Task to carry out: Output all records below verbatim.

Dataset:

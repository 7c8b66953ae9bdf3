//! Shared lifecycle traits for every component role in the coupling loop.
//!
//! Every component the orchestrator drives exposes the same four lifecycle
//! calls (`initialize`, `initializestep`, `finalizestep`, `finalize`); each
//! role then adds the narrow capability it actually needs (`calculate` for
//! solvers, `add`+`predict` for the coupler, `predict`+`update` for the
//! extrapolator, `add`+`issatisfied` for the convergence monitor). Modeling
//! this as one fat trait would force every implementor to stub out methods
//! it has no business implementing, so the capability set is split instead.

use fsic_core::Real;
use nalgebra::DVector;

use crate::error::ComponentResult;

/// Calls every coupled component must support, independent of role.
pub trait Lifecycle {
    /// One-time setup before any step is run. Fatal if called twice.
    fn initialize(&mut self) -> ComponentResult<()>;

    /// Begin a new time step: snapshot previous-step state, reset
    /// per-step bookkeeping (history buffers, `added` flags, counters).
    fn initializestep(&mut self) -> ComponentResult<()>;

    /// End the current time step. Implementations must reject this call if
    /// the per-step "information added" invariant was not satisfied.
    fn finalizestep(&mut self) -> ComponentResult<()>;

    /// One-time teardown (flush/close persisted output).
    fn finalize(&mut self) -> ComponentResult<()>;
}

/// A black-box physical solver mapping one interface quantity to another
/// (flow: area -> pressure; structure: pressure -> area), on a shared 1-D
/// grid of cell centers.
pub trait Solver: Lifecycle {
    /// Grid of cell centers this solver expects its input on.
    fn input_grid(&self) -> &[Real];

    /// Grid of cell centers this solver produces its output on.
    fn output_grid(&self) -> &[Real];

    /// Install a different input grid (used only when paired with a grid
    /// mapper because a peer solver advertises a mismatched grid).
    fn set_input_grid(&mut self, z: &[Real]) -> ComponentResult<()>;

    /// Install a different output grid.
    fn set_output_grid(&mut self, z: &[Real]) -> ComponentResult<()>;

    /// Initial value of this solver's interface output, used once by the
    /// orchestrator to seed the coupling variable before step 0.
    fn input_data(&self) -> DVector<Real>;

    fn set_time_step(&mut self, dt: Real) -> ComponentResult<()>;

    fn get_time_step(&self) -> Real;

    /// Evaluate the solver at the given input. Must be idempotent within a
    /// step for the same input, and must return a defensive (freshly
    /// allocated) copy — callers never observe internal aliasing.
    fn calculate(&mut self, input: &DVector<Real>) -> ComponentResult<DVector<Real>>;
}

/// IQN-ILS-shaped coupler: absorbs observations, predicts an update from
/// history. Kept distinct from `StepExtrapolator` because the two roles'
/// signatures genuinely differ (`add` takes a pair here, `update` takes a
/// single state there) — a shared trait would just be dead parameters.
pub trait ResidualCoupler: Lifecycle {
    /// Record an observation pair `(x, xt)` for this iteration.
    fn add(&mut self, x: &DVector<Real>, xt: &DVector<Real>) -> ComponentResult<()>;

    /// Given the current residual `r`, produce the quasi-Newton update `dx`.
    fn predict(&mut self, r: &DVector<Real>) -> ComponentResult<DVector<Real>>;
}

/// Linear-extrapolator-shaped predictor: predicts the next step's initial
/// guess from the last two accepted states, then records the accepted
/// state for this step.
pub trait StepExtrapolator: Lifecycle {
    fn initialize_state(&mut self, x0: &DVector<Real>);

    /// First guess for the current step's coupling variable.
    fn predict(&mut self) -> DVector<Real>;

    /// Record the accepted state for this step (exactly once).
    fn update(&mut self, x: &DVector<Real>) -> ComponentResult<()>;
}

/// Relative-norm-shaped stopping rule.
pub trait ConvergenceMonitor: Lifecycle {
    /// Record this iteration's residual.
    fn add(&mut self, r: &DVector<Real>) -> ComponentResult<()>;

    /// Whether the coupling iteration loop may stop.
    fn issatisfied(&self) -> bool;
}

Exercise output:
repository 7c8b66953ae9bdf3
//! Shared lifecycle traits for every component role in the coupling loop.
//!
//! Every component the orchestrator drives exposes the same four lifecycle
//! calls (`initialize`, `initializestep`, `finalizestep`, `finalize`); each
//! role then adds the narrow capability it actually needs (`calculate` for
//! solvers, `add`+`predict` for the coupler, `predict`+`update` for the
//! extrapolator, `add`+`issatisfied` for the convergence monitor). Modeling
//! this as one fat trait would force every implementor to stub out methods
//! it has no business implementing, so the capability set is split instead.

use fsic_core::Real;
use nalgebra::DVector;

use crate::error::ComponentResult;

/// Calls every coupled component must support, independent of role.
pub trait Lifecycle {
    /// One-time setup before any step is run. Fatal if called twice.
    fn initialize(&mut self) -> ComponentResult<()>;

    /// Begin a new time step: snapshot previous-step state, reset
    /// per-step bookkeeping (history buffers, `added` flags, counters).
    fn initializestep(&mut self) -> ComponentResult<()>;

    /// End the current time step. Implementations must reject this call if
    /// the per-step "information added" invariant was not satisfied.
    fn finalizestep(&mut self) -> ComponentResult<()>;

    /// One-time teardown (flush/close persisted output).
    fn finalize(&mut self) -> ComponentResult<()>;
}

/// A black-box physical solver mapping one interface quantity to another
/// (flow: area -> pressure; structure: pressure -> area), on a shared 1-D
/// grid of cell centers.
pub trait Solver: Lifecycle {
    /// Grid of cell centers this solver expects its input on.
    fn input_grid(&self) -> &[Real];

    /// Grid of cell centers this solver produces its output on.
    fn output_grid(&self) -> &[Real];

    /// Install a different input grid (used only when paired with a grid
    /// mapper because a peer solver advertises a mismatched grid).
    fn set_input_grid(&mut self, z: &[Real]) -> ComponentResult<()>;

    /// Install a different output grid.
    fn set_output_grid(&mut self, z: &[Real]) -> ComponentResult<()>;

    /// Initial value of this solver's interface output, used once by the
    /// orchestrator to seed the coupling variable before step 0.
    fn input_data(&self) -> DVector<Real>;

    fn set_time_step(&mut self, dt: Real) -> ComponentResult<()>;

    fn get_time_step(&self) -> Real;

    /// Evaluate the solver at the given input. Must be idempotent within a
    /// step for the same input, and must return a defensive (freshly
    /// allocated) copy — callers never observe internal aliasing.
    fn calculate(&mut self, input: &DVector<Real>) -> ComponentResult<DVector<Real>>;
}

/// IQN-ILS-shaped coupler: absorbs observations, predicts an update from
/// history. Kept distinct from `StepExtrapolator` because the two roles'
/// signatures genuinely differ (`add` takes a pair here, `update` takes a
/// single state there) — a shared trait would just be dead parameters.
pub trait ResidualCoupler: Lifecycle {
    /// Record an observation pair `(x, xt)` for this iteration.
    fn add(&mut self, x: &DVector<Real>, xt: &DVector<Real>) -> ComponentResult<()>;

    /// Given the current residual `r`, produce the quasi-Newton update `dx`.
    fn predict(&mut self, r: &DVector<Real>) -> ComponentResult<DVector<Real>>;
}

/// Linear-extrapolator-shaped predictor: predicts the next step's initial
/// guess from the last two accepted states, then records the accepted
/// state for this step.
pub trait StepExtrapolator: Lifecycle {
    fn initialize_state(&mut self, x0: &DVector<Real>);

    /// First guess for the current step's coupling variable.
    fn predict(&mut self) -> DVector<Real>;

    /// Record the accepted state for this step (exactly once).
    fn update(&mut self, x: &DVector<Real>) -> ComponentResult<()>;
}

/// Relative-norm-shaped stopping rule.
pub trait ConvergenceMonitor: Lifecycle {
    /// Record this iteration's residual.
    fn add(&mut self, r: &DVector<Real>) -> ComponentResult<()>;

    /// Whether the coupling iteration loop may stop.
    fn issatisfied(&self) -> bool;
}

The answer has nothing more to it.